DATASET CONTENT:
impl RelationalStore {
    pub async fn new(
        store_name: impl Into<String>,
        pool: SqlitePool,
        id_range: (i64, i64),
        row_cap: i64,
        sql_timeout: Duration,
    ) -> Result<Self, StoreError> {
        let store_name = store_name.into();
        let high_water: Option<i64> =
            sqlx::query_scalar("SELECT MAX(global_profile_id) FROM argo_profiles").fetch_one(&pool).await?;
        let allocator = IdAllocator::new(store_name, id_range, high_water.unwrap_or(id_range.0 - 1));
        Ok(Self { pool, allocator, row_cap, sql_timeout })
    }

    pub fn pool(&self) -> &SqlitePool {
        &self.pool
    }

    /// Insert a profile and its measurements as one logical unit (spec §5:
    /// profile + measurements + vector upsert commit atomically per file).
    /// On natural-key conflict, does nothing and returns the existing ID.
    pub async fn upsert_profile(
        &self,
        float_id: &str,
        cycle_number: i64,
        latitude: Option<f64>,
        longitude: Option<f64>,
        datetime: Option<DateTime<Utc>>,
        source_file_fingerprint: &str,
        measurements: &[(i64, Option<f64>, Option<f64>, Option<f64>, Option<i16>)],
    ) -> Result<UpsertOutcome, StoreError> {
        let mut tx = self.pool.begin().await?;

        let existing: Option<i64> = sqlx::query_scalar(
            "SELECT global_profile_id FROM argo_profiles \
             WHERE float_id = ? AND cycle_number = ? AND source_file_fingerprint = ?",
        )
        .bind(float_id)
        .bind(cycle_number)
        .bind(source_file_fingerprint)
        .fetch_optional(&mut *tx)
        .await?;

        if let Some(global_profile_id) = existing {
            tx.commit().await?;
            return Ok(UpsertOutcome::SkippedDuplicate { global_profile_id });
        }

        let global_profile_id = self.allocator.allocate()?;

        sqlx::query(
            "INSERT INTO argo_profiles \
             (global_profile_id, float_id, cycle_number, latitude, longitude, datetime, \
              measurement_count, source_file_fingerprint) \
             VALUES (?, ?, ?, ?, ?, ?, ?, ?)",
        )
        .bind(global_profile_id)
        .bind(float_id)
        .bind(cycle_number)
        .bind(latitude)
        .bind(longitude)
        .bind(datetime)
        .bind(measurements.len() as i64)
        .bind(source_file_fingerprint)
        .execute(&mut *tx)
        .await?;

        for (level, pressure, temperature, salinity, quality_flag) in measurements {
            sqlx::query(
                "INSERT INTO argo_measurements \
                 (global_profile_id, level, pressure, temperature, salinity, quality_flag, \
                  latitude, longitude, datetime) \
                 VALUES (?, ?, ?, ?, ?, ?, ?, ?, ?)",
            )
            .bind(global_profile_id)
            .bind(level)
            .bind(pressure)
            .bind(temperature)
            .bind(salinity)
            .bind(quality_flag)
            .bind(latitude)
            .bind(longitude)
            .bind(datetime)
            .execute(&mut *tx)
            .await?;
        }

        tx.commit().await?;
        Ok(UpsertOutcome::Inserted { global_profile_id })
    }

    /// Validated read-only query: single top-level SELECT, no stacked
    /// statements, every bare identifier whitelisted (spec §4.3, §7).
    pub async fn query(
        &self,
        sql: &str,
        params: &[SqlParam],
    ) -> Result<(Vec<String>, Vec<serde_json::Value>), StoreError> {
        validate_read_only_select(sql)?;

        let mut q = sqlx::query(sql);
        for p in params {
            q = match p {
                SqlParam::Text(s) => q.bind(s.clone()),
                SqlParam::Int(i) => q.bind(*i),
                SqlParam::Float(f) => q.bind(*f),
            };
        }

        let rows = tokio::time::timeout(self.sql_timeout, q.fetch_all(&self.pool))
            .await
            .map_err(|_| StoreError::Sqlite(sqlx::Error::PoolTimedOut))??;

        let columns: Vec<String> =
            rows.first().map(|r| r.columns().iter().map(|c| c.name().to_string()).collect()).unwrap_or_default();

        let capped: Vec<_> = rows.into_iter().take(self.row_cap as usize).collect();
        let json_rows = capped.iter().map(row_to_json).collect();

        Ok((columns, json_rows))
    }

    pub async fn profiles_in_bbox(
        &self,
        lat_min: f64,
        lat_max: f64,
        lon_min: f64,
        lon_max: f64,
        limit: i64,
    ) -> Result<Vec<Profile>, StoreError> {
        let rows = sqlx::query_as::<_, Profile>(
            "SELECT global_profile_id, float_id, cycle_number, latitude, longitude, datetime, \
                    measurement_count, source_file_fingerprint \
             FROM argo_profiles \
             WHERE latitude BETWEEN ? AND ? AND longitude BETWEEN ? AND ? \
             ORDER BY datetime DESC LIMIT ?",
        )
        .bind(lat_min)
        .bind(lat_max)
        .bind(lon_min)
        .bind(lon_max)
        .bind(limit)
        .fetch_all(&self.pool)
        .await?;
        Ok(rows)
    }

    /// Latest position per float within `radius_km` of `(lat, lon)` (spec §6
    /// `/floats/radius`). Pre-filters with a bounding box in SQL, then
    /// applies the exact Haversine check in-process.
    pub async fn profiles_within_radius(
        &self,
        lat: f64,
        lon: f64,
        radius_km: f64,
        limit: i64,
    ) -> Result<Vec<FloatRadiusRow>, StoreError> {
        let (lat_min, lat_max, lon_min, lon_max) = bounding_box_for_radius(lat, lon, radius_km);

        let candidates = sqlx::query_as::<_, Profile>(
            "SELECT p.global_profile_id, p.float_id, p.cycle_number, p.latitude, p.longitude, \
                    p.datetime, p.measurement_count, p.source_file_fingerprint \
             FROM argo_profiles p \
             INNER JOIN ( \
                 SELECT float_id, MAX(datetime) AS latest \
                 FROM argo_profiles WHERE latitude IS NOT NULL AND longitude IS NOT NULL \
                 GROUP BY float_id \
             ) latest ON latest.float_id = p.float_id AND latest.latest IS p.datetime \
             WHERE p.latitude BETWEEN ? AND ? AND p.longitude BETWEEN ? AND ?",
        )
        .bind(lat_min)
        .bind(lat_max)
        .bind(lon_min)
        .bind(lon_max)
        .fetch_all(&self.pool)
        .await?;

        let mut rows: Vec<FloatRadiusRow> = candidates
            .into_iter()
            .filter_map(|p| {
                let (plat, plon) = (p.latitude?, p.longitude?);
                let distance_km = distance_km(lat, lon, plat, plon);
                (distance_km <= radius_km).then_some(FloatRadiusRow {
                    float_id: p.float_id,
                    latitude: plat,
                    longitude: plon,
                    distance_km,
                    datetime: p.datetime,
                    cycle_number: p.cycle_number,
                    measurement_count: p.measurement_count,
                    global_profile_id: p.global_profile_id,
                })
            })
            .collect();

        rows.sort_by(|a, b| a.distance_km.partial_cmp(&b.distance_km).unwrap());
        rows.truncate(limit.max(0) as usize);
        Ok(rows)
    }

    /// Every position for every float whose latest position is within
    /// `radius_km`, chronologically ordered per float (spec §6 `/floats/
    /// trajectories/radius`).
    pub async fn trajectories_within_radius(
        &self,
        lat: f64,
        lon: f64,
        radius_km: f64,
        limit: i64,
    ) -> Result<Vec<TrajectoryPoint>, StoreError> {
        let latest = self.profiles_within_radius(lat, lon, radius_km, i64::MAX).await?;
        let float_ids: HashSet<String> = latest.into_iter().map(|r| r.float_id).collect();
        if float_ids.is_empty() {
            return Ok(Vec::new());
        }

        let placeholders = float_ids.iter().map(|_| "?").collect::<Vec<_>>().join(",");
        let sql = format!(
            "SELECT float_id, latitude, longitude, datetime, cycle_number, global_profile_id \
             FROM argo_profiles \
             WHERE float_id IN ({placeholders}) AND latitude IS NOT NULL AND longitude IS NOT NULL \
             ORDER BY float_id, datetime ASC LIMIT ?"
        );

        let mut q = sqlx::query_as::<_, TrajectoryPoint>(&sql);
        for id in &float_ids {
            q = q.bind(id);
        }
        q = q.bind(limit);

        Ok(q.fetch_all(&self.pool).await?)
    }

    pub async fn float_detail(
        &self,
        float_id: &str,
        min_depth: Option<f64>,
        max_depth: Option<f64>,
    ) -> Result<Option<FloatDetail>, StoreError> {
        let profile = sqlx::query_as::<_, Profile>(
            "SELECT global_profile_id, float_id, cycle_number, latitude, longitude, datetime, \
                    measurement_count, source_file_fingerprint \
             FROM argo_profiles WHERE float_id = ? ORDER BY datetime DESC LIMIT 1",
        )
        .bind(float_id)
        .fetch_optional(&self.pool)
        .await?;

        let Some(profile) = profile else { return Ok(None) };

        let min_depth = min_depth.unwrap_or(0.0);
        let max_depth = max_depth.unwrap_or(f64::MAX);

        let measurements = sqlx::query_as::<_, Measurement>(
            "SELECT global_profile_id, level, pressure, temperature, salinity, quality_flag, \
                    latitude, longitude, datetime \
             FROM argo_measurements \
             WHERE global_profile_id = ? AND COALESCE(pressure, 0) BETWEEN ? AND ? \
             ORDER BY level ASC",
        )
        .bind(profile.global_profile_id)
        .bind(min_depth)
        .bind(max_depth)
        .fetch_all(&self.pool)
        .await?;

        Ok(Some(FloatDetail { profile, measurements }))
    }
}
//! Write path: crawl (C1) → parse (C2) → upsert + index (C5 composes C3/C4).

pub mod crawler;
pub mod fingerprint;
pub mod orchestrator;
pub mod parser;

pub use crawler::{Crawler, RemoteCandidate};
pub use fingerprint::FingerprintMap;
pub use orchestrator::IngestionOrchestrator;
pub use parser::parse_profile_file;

PROBLEM:
Given the listing, work out the number of lines in which the word "commit" is found, and supply only that number.

RESPONSE TO THE EXERCISE:
3